• _WORK TASK_: Would you retype every entry that follows without altering a word?
___ SOURCE DATA ___
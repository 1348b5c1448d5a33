//! # Domain Invariants
//!
//! Business rules of the staking pool.

use super::entities::Booking;
use super::errors::Rejection;
use shared_types::Round;

/// Payout multiplier applied to the booked amount.
pub const PAYOUT_MULTIPLIER: u64 = 2;

/// Invariant: booking consistency.
///
/// `booked_amount > 0` if and only if `booking_round > 0`.
pub fn invariant_booking_consistent(booking: &Booking) -> bool {
    (booking.booked_amount > 0) == (booking.booking_round > 0)
}

/// Invariant: locking period elapsed.
///
/// A withdrawal may commit only at `booking_round + locking_rounds` or later.
pub fn invariant_unlocked(
    booking: &Booking,
    locking_rounds: u64,
    current_round: Round,
) -> Result<(), Rejection> {
    let unlock_round = booking.unlock_round(locking_rounds);
    if current_round < unlock_round {
        return Err(Rejection::StillLocked {
            unlock_round,
            current_round,
        });
    }
    Ok(())
}

/// Payout owed for `booked_amount`.
pub fn payout_for(booked_amount: u64) -> Result<u64, Rejection> {
    booked_amount
        .checked_mul(PAYOUT_MULTIPLIER)
        .ok_or(Rejection::PayoutOverflow {
            booked: booked_amount,
        })
}

/// Invariant: release amount is exactly double the booked amount.
pub fn invariant_double_payout(booked_amount: u64, released: u64) -> Result<(), Rejection> {
    let expected = payout_for(booked_amount)?;
    if released != expected {
        return Err(Rejection::AmountMismatch {
            expected,
            actual: released,
        });
    }
    Ok(())
}

/// Invariant: capacity conservation.
///
/// Remaining capacity plus everything ever booked equals the initial funding.
pub fn invariant_capacity_conserved(
    initial_funding: u64,
    total_booked: u128,
    bookable_amount: u64,
) -> bool {
    u128::from(bookable_amount) + total_booked == u128::from(initial_funding)
}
___
• _RESPONSE FOR THIS EXERCISE_:
repository 1348b5c1448d5a33
//! # Domain Invariants
//!
//! Business rules of the staking pool.

use super::entities::Booking;
use super::errors::Rejection;
use shared_types::Round;

/// Payout multiplier applied to the booked amount.
pub const PAYOUT_MULTIPLIER: u64 = 2;

/// Invariant: booking consistency.
///
/// `booked_amount > 0` if and only if `booking_round > 0`.
pub fn invariant_booking_consistent(booking: &Booking) -> bool {
    (booking.booked_amount > 0) == (booking.booking_round > 0)
}

/// Invariant: locking period elapsed.
///
/// A withdrawal may commit only at `booking_round + locking_rounds` or later.
pub fn invariant_unlocked(
    booking: &Booking,
    locking_rounds: u64,
    current_round: Round,
) -> Result<(), Rejection> {
    let unlock_round = booking.unlock_round(locking_rounds);
    if current_round < unlock_round {
        return Err(Rejection::StillLocked {
            unlock_round,
            current_round,
        });
    }
    Ok(())
}

/// Payout owed for `booked_amount`.
pub fn payout_for(booked_amount: u64) -> Result<u64, Rejection> {
    booked_amount
        .checked_mul(PAYOUT_MULTIPLIER)
        .ok_or(Rejection::PayoutOverflow {
            booked: booked_amount,
        })
}

/// Invariant: release amount is exactly double the booked amount.
pub fn invariant_double_payout(booked_amount: u64, released: u64) -> Result<(), Rejection> {
    let expected = payout_for(booked_amount)?;
    if released != expected {
        return Err(Rejection::AmountMismatch {
            expected,
            actual: released,
        });
    }
    Ok(())
}

/// Invariant: capacity conservation.
///
/// Remaining capacity plus everything ever booked equals the initial funding.
pub fn invariant_capacity_conserved(
    initial_funding: u64,
    total_booked: u128,
    bookable_amount: u64,
) -> bool {
    u128::from(bookable_amount) + total_booked == u128::from(initial_funding)
}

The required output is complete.